Lo conocí y lo traté cercanamente cuando él, senador; yo, jefe de Prensa de la institución. Nuestra relación fue cordial, amable y amistosa. Y relativamente cercana, salvo alguna ocasión que se pierde en la memoria.

No participaba en las reuniones sociales en las que estaban siempre presentes los mismos, los posteriormente popularizados como “los viudos de Luis Donaldo”.

Un par de ocasiones y por instrucciones del líder Emilio González Parra, lo visité en un sitio en la colonia Del Valle donde se recluía con sus eternos acompañantes que ahí y entre generosos tragos de bebidas espirituosas hacían acuerdos y definían actitudes y utilidad de colaboradores ausentes.
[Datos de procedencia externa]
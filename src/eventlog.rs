/// Deterministic event log.
///
/// Sequence-numbered, timestamped record of every state change, user action
/// and error, independent of the policy audit trail. Fixed capacity; the
/// oldest entry is dropped on overflow. Sequence numbers are never reused,
/// not even across [`EventLog::clear`].
///
/// Export renders the whole buffer in insertion order either as
/// `{"workflow_logs":[...]}` JSON or as CSV, into any `fmt::Write` sink.
use alloc::string::String;
use core::fmt::{self, Write};

use serde::Serialize;

use crate::error::ExportError;
use crate::fsm::WorkflowState;
use crate::ring::BoundedRing;
use crate::text::{bounded, DataText, EventId, ReasonText};

/// Upper bound for the event ring; `WorkflowConfig::event_log_capacity`
/// selects the effective size.
pub const MAX_EVENT_ENTRIES: usize = 256;

/// Serialization scratch per JSON entry.
const ENTRY_JSON_MAX: usize = 512;

pub const CSV_HEADER: &str = "sequence,timestamp_ms,timestamp_us,event_type,state,prev_state,event,reason,data";

#[derive(Debug, Clone, Copy, PartialEq, Eq, Serialize)]
#[serde(rename_all = "SCREAMING_SNAKE_CASE")]
pub enum EventKind {
    StateEntry,
    StateExit,
    Transition,
    Error,
    UserAction,
    Timeout,
}

impl EventKind {
    pub fn as_str(&self) -> &'static str {
        match self {
            EventKind::StateEntry => "STATE_ENTRY",
            EventKind::StateExit => "STATE_EXIT",
            EventKind::Transition => "TRANSITION",
            EventKind::Error => "ERROR",
            EventKind::UserAction => "USER_ACTION",
            EventKind::Timeout => "TIMEOUT",
        }
    }
}

#[derive(Debug, Clone, PartialEq, Eq, Serialize)]
pub struct LogEntry {
    pub seq: u64,
    pub timestamp_ms: u64,
    pub timestamp_us: u64,
    pub event_type: EventKind,
    pub state: WorkflowState,
    pub prev_state: WorkflowState,
    pub event: EventId,
    pub reason: ReasonText,
    pub data: DataText,
}

pub struct EventLog {
    ring: BoundedRing<LogEntry, MAX_EVENT_ENTRIES>,
    next_seq: u64,
}

impl EventLog {
    pub fn new(capacity: usize) -> Self {
        Self {
            ring: BoundedRing::new(capacity),
            next_seq: 0,
        }
    }

    /// Append one entry stamped with `now_us`. Returns its sequence number.
    #[allow(clippy::too_many_arguments)]
    pub fn record(
        &mut self,
        kind: EventKind,
        state: WorkflowState,
        prev_state: WorkflowState,
        event: &str,
        reason: &str,
        data: &str,
        now_us: u64,
    ) -> u64 {
        let seq = self.next_seq;
        self.next_seq += 1;
        self.ring.push(LogEntry {
            seq,
            timestamp_ms: now_us / 1000,
            timestamp_us: now_us,
            event_type: kind,
            state,
            prev_state,
            event: bounded(event),
            reason: bounded(reason),
            data: bounded(data),
        });
        seq
    }

    /// Drop all entries. The sequence counter keeps counting.
    pub fn clear(&mut self) {
        self.ring.clear();
    }

    pub fn len(&self) -> usize {
        self.ring.len()
    }

    pub fn is_empty(&self) -> bool {
        self.ring.is_empty()
    }

    pub fn capacity(&self) -> usize {
        self.ring.capacity()
    }

    /// Entry `index` in insertion order.
    pub fn get(&self, index: usize) -> Option<&LogEntry> {
        self.ring.get(index)
    }

    pub fn iter(&self) -> impl Iterator<Item = &LogEntry> + '_ {
        self.ring.iter()
    }

    pub fn last(&self) -> Option<&LogEntry> {
        self.ring.newest()
    }

    /// Sequence number the next entry will get.
    pub fn next_seq(&self) -> u64 {
        self.next_seq
    }

    // ── Export ──────────────────────────────────────────────────────

    pub fn write_json<W: Write>(&self, out: &mut W) -> Result<(), ExportError> {
        out.write_str("{\"workflow_logs\":[")?;
        let mut buf = [0u8; ENTRY_JSON_MAX];
        for (i, entry) in self.ring.iter().enumerate() {
            if i > 0 {
                out.write_char(',')?;
            }
            let len = serde_json_core::to_slice(entry, &mut buf)
                .map_err(|_| ExportError::EntryTooLarge { seq: entry.seq })?;
            let json = core::str::from_utf8(&buf[..len]).map_err(|_| fmt::Error)?;
            out.write_str(json)?;
        }
        out.write_str("]}")?;
        Ok(())
    }

    pub fn write_csv<W: Write>(&self, out: &mut W) -> Result<(), ExportError> {
        out.write_str(CSV_HEADER)?;
        out.write_char('\n')?;
        for e in self.ring.iter() {
            write!(
                out,
                "{},{},{},{},{},{},",
                e.seq,
                e.timestamp_ms,
                e.timestamp_us,
                e.event_type.as_str(),
                e.state,
                e.prev_state
            )?;
            write_csv_field(out, &e.event)?;
            out.write_char(',')?;
            write_csv_field(out, &e.reason)?;
            out.write_char(',')?;
            write_csv_field(out, &e.data)?;
            out.write_char('\n')?;
        }
        Ok(())
    }

    pub fn to_json(&self) -> Result<String, ExportError> {
        let mut s = String::new();
        self.write_json(&mut s)?;
        Ok(s)
    }

    pub fn to_csv(&self) -> Result<String, ExportError> {
        let mut s = String::new();
        self.write_csv(&mut s)?;
        Ok(s)
    }
}

/// Quote fields containing separators, doubling embedded quotes.
fn write_csv_field<W: Write>(out: &mut W, field: &str) -> fmt::Result {
    if !field.contains([',', '"', '\n', '\r']) {
        return out.write_str(field);
    }
    out.write_char('"')?;
    for (i, part) in field.split('"').enumerate() {
        if i > 0 {
            out.write_str("\"\"")?;
        }
        out.write_str(part)?;
    }
    out.write_char('"')
}
/// Monotonic time source.
///
/// The workflow never blocks; every wait is a "has it elapsed yet" check
/// against this clock on the next poll. Platform binaries wrap their timer
/// (`embassy_time::Instant`, `esp_timer_get_time`, `std::time::Instant`);
/// tests drive a [`ManualClock`].
use core::cell::Cell;

pub trait Clock {
    /// Microseconds since an arbitrary fixed origin. Must never go backwards.
    fn now_us(&self) -> u64;

    fn now_ms(&self) -> u64 {
        self.now_us() / 1000
    }
}

impl<C: Clock + ?Sized> Clock for &C {
    fn now_us(&self) -> u64 {
        (**self).now_us()
    }
}

/// Clock that only moves when told to. Shared through `&` so a test can
/// advance it while the workflow holds a reference.
#[derive(Debug, Default)]
pub struct ManualClock {
    us: Cell<u64>,
}

impl ManualClock {
    pub const fn new() -> Self {
        Self { us: Cell::new(0) }
    }

    pub const fn starting_at_ms(ms: u64) -> Self {
        Self {
            us: Cell::new(ms * 1000),
        }
    }

    pub fn advance_ms(&self, ms: u64) {
        self.advance_us(ms * 1000);
    }

    pub fn advance_us(&self, us: u64) {
        self.us.set(self.us.get() + us);
    }
}

impl Clock for ManualClock {
    fn now_us(&self) -> u64 {
        self.us.get()
    }
}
Tengo presente con mucha nitidez, que las quejas eran frecuentes y que la contestación de Luis Donaldo era calcada una y otra vez: “si está dando problemas, mándalo a… y a mí no me molestes con eso”.

Siempre me pareció un joven grato, sin muchos dobleces al estilo norteño, pero por lo mismo caminando en la línea de la mala educación y la casi inexistente empatía.

El día que lo mataron estábamos en el Senado. Los legisladores ausentes y los reporteros casi enloquecidos corriendo en busca de una opinion, de la reacción de la Cámara que, por cierto, nunca les proporcionamos.

Las reporteras, lo recuerdo bien, lloraban, se lamentaban y no se despegaban de la tele y del teletipo que tecleaba sin parar la información. De los varones no me acuerdo de nada especial. Trabajaban con las orejas fundidas con los teléfonos.

Antes de conocerse las circunstancias, ya volaban por todos lados las versiones. Y alguien, no supe quien, oportunistamente sacó a la luz el discurso de protesta. Y de inmediato se encontró la razón.

El día previo a la manifestación partidaria en el Monumento a la Revolución, don Emilio González Parra recibió del presidente Carlos Salinas la petición de un comentario sobre el discurso de Colosio.

La parte donde entonaba un mea culpa a nombre del sistema, haba sido marcada con tinta amarilla. Don Emilio estuvo de acuerdo con la necesidad del contenido, ante un pueblo lastimado en muchas formas.

Seguía, a fin de cuentas, la antiquísima tradición tricolor de responsabilizar al saliente y comprometerse a fondo en la solución de los problemas sociales.

Pero era discurso, nada más. A Luis Donaldo los compañeros de Legislatura le tenían un gran afecto. Aparte de su simpatía natural, tenían presente que era el mero cabecilla del partido.

Digamos que en manos de Luis Donaldo estaba el plumón con que se subrayarían los nombres o, en sentido contrario, se tacharían. Poder de vida o muerte política. Nada menos.

Mucho dolor, mucho movimiento en las esferas políticas cuya preocupación ahora, y por los tiempos legales, reducía la lista de sucesores.

Fue Manlio Fabio Beltrones quien en pleno jardín de Los Pinos, sugirió el desastroso nombre de Ernesto Zedillo Ponce de León.

El primer presidente mexicano legítimamente educado por Washington, logró una de las votaciones más altas para su elección.

Todo esto mientras entre confusiones y malas versiones, se extraviaba la verdad. El corresponsal de El Universal en Los Ángeles, casualmente mi hijo Carlos, dio muchas pistas que por oscuras motivaciones las autoridades nacionales escondieron.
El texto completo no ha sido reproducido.